*** Data for review Section Begins ***
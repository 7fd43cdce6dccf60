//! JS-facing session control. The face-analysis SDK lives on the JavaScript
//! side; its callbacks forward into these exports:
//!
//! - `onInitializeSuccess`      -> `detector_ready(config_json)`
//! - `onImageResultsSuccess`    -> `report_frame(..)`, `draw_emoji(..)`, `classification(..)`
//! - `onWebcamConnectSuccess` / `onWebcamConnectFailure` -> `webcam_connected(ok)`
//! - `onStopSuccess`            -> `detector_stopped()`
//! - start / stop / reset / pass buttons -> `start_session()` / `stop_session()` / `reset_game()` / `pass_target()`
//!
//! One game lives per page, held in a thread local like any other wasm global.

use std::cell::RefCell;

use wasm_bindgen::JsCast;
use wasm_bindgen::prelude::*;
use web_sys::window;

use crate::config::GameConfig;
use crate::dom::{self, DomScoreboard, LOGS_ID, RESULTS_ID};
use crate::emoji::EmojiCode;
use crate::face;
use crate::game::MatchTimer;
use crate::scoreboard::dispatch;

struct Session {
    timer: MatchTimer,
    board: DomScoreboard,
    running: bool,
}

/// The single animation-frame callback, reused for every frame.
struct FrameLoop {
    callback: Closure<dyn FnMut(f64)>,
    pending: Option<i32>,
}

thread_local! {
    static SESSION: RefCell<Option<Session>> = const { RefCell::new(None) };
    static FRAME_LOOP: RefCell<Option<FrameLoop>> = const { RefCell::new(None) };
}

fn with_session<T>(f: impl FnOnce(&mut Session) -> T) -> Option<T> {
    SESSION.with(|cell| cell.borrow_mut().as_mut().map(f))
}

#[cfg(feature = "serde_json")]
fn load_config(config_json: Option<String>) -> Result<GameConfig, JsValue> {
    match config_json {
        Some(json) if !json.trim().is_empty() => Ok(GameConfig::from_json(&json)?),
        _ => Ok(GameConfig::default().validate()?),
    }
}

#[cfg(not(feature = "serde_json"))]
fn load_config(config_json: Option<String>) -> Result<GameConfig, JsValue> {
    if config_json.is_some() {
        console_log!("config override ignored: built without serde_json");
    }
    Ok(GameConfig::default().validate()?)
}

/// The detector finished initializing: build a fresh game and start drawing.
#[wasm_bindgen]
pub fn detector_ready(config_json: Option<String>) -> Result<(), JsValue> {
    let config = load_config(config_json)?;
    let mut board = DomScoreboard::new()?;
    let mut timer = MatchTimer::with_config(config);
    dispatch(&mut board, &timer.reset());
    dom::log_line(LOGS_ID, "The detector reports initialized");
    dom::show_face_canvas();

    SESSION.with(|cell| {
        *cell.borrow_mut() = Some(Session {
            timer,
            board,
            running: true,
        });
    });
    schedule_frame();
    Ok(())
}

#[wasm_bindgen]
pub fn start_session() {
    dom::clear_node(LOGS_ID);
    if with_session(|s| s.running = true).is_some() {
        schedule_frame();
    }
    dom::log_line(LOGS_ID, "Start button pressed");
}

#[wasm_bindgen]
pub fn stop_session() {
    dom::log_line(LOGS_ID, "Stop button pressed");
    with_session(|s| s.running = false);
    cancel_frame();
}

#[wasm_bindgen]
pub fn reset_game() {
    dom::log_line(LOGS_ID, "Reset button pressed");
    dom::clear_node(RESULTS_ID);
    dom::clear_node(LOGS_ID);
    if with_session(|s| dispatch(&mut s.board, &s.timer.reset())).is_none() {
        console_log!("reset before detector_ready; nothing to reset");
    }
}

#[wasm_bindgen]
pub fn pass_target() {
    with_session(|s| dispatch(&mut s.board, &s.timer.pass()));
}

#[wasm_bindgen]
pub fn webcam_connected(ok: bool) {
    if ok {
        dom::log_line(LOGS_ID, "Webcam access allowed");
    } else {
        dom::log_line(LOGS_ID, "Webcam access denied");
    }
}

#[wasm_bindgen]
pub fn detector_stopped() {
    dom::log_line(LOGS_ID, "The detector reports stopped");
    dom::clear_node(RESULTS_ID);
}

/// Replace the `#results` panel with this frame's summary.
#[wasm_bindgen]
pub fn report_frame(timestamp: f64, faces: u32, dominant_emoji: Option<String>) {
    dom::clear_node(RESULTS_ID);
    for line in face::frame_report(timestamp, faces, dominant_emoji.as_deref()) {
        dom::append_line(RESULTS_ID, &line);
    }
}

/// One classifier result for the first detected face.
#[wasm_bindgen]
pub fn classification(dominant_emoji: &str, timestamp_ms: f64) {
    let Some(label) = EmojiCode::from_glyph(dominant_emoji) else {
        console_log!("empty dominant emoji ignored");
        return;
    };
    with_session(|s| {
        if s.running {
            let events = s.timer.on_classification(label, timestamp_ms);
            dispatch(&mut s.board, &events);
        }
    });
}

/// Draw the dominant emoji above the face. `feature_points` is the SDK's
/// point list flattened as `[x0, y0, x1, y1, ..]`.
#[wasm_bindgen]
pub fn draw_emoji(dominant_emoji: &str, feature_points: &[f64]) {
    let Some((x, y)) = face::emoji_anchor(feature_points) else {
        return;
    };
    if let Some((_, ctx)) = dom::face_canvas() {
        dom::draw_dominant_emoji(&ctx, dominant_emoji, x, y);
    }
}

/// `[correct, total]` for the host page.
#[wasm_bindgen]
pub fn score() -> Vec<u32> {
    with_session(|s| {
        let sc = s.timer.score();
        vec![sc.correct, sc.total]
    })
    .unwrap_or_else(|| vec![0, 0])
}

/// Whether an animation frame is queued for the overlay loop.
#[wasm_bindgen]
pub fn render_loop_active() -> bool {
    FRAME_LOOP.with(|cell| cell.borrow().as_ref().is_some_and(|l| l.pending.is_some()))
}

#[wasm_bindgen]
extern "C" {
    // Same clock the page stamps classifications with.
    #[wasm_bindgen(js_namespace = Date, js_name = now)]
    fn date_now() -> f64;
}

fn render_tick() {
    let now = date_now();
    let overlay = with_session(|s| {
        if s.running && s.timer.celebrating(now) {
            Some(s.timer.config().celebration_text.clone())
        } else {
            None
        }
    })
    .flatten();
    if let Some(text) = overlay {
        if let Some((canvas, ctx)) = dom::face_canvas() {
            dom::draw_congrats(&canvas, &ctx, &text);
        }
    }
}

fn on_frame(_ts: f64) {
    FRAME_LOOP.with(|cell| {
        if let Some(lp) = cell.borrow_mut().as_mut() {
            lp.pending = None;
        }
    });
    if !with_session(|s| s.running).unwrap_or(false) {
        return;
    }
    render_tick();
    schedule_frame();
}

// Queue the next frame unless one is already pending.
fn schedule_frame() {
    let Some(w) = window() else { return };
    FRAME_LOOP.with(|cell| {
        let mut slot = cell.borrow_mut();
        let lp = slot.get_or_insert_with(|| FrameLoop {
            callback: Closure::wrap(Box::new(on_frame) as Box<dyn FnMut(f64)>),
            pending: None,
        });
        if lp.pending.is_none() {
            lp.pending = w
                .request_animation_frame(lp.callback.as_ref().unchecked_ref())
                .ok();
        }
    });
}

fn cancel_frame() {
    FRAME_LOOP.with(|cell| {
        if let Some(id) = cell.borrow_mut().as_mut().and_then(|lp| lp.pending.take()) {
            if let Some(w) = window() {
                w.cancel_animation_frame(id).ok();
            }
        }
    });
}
*** Data for review Section Ends ***
How to complete this task:
A complete, exact copy of the material is required.

Answer section:
repository 7fd43cdce6dccf60
//! JS-facing session control. The face-analysis SDK lives on the JavaScript
//! side; its callbacks forward into these exports:
//!
//! - `onInitializeSuccess`      -> `detector_ready(config_json)`
//! - `onImageResultsSuccess`    -> `report_frame(..)`, `draw_emoji(..)`, `classification(..)`
//! - `onWebcamConnectSuccess` / `onWebcamConnectFailure` -> `webcam_connected(ok)`
//! - `onStopSuccess`            -> `detector_stopped()`
//! - start / stop / reset / pass buttons -> `start_session()` / `stop_session()` / `reset_game()` / `pass_target()`
//!
//! One game lives per page, held in a thread local like any other wasm global.

use std::cell::RefCell;

use wasm_bindgen::JsCast;
use wasm_bindgen::prelude::*;
use web_sys::window;

use crate::config::GameConfig;
use crate::dom::{self, DomScoreboard, LOGS_ID, RESULTS_ID};
use crate::emoji::EmojiCode;
use crate::face;
use crate::game::MatchTimer;
use crate::scoreboard::dispatch;

struct Session {
    timer: MatchTimer,
    board: DomScoreboard,
    running: bool,
}

/// The single animation-frame callback, reused for every frame.
struct FrameLoop {
    callback: Closure<dyn FnMut(f64)>,
    pending: Option<i32>,
}

thread_local! {
    static SESSION: RefCell<Option<Session>> = const { RefCell::new(None) };
    static FRAME_LOOP: RefCell<Option<FrameLoop>> = const { RefCell::new(None) };
}

fn with_session<T>(f: impl FnOnce(&mut Session) -> T) -> Option<T> {
    SESSION.with(|cell| cell.borrow_mut().as_mut().map(f))
}

#[cfg(feature = "serde_json")]
fn load_config(config_json: Option<String>) -> Result<GameConfig, JsValue> {
    match config_json {
        Some(json) if !json.trim().is_empty() => Ok(GameConfig::from_json(&json)?),
        _ => Ok(GameConfig::default().validate()?),
    }
}

#[cfg(not(feature = "serde_json"))]
fn load_config(config_json: Option<String>) -> Result<GameConfig, JsValue> {
    if config_json.is_some() {
        console_log!("config override ignored: built without serde_json");
    }
    Ok(GameConfig::default().validate()?)
}

/// The detector finished initializing: build a fresh game and start drawing.
#[wasm_bindgen]
pub fn detector_ready(config_json: Option<String>) -> Result<(), JsValue> {
    let config = load_config(config_json)?;
    let mut board = DomScoreboard::new()?;
    let mut timer = MatchTimer::with_config(config);
    dispatch(&mut board, &timer.reset());
    dom::log_line(LOGS_ID, "The detector reports initialized");
    dom::show_face_canvas();

    SESSION.with(|cell| {
        *cell.borrow_mut() = Some(Session {
            timer,
            board,
            running: true,
        });
    });
    schedule_frame();
    Ok(())
}

#[wasm_bindgen]
pub fn start_session() {
    dom::clear_node(LOGS_ID);
    if with_session(|s| s.running = true).is_some() {
        schedule_frame();
    }
    dom::log_line(LOGS_ID, "Start button pressed");
}

#[wasm_bindgen]
pub fn stop_session() {
    dom::log_line(LOGS_ID, "Stop button pressed");
    with_session(|s| s.running = false);
    cancel_frame();
}

#[wasm_bindgen]
pub fn reset_game() {
    dom::log_line(LOGS_ID, "Reset button pressed");
    dom::clear_node(RESULTS_ID);
    dom::clear_node(LOGS_ID);
    if with_session(|s| dispatch(&mut s.board, &s.timer.reset())).is_none() {
        console_log!("reset before detector_ready; nothing to reset");
    }
}

#[wasm_bindgen]
pub fn pass_target() {
    with_session(|s| dispatch(&mut s.board, &s.timer.pass()));
}

#[wasm_bindgen]
pub fn webcam_connected(ok: bool) {
    if ok {
        dom::log_line(LOGS_ID, "Webcam access allowed");
    } else {
        dom::log_line(LOGS_ID, "Webcam access denied");
    }
}

#[wasm_bindgen]
pub fn detector_stopped() {
    dom::log_line(LOGS_ID, "The detector reports stopped");
    dom::clear_node(RESULTS_ID);
}

/// Replace the `#results` panel with this frame's summary.
#[wasm_bindgen]
pub fn report_frame(timestamp: f64, faces: u32, dominant_emoji: Option<String>) {
    dom::clear_node(RESULTS_ID);
    for line in face::frame_report(timestamp, faces, dominant_emoji.as_deref()) {
        dom::append_line(RESULTS_ID, &line);
    }
}

/// One classifier result for the first detected face.
#[wasm_bindgen]
pub fn classification(dominant_emoji: &str, timestamp_ms: f64) {
    let Some(label) = EmojiCode::from_glyph(dominant_emoji) else {
        console_log!("empty dominant emoji ignored");
        return;
    };
    with_session(|s| {
        if s.running {
            let events = s.timer.on_classification(label, timestamp_ms);
            dispatch(&mut s.board, &events);
        }
    });
}

/// Draw the dominant emoji above the face. `feature_points` is the SDK's
/// point list flattened as `[x0, y0, x1, y1, ..]`.
#[wasm_bindgen]
pub fn draw_emoji(dominant_emoji: &str, feature_points: &[f64]) {
    let Some((x, y)) = face::emoji_anchor(feature_points) else {
        return;
    };
    if let Some((_, ctx)) = dom::face_canvas() {
        dom::draw_dominant_emoji(&ctx, dominant_emoji, x, y);
    }
}

/// `[correct, total]` for the host page.
#[wasm_bindgen]
pub fn score() -> Vec<u32> {
    with_session(|s| {
        let sc = s.timer.score();
        vec![sc.correct, sc.total]
    })
    .unwrap_or_else(|| vec![0, 0])
}

/// Whether an animation frame is queued for the overlay loop.
#[wasm_bindgen]
pub fn render_loop_active() -> bool {
    FRAME_LOOP.with(|cell| cell.borrow().as_ref().is_some_and(|l| l.pending.is_some()))
}

#[wasm_bindgen]
extern "C" {
    // Same clock the page stamps classifications with.
    #[wasm_bindgen(js_namespace = Date, js_name = now)]
    fn date_now() -> f64;
}

fn render_tick() {
    let now = date_now();
    let overlay = with_session(|s| {
        if s.running && s.timer.celebrating(now) {
            Some(s.timer.config().celebration_text.clone())
        } else {
            None
        }
    })
    .flatten();
    if let Some(text) = overlay {
        if let Some((canvas, ctx)) = dom::face_canvas() {
            dom::draw_congrats(&canvas, &ctx, &text);
        }
    }
}

fn on_frame(_ts: f64) {
    FRAME_LOOP.with(|cell| {
        if let Some(lp) = cell.borrow_mut().as_mut() {
            lp.pending = None;
        }
    });
    if !with_session(|s| s.running).unwrap_or(false) {
        return;
    }
    render_tick();
    schedule_frame();
}

// Queue the next frame unless one is already pending.
fn schedule_frame() {
    let Some(w) = window() else { return };
    FRAME_LOOP.with(|cell| {
        let mut slot = cell.borrow_mut();
        let lp = slot.get_or_insert_with(|| FrameLoop {
            callback: Closure::wrap(Box::new(on_frame) as Box<dyn FnMut(f64)>),
            pending: None,
        });
        if lp.pending.is_none() {
            lp.pending = w
                .request_animation_frame(lp.callback.as_ref().unchecked_ref())
                .ok();
        }
    });
}

fn cancel_frame() {
    FRAME_LOOP.with(|cell| {
        if let Some(id) = cell.borrow_mut().as_mut().and_then(|lp| lp.pending.take()) {
            if let Some(w) = window() {
                w.cancel_animation_frame(id).ok();
            }
        }
    });
}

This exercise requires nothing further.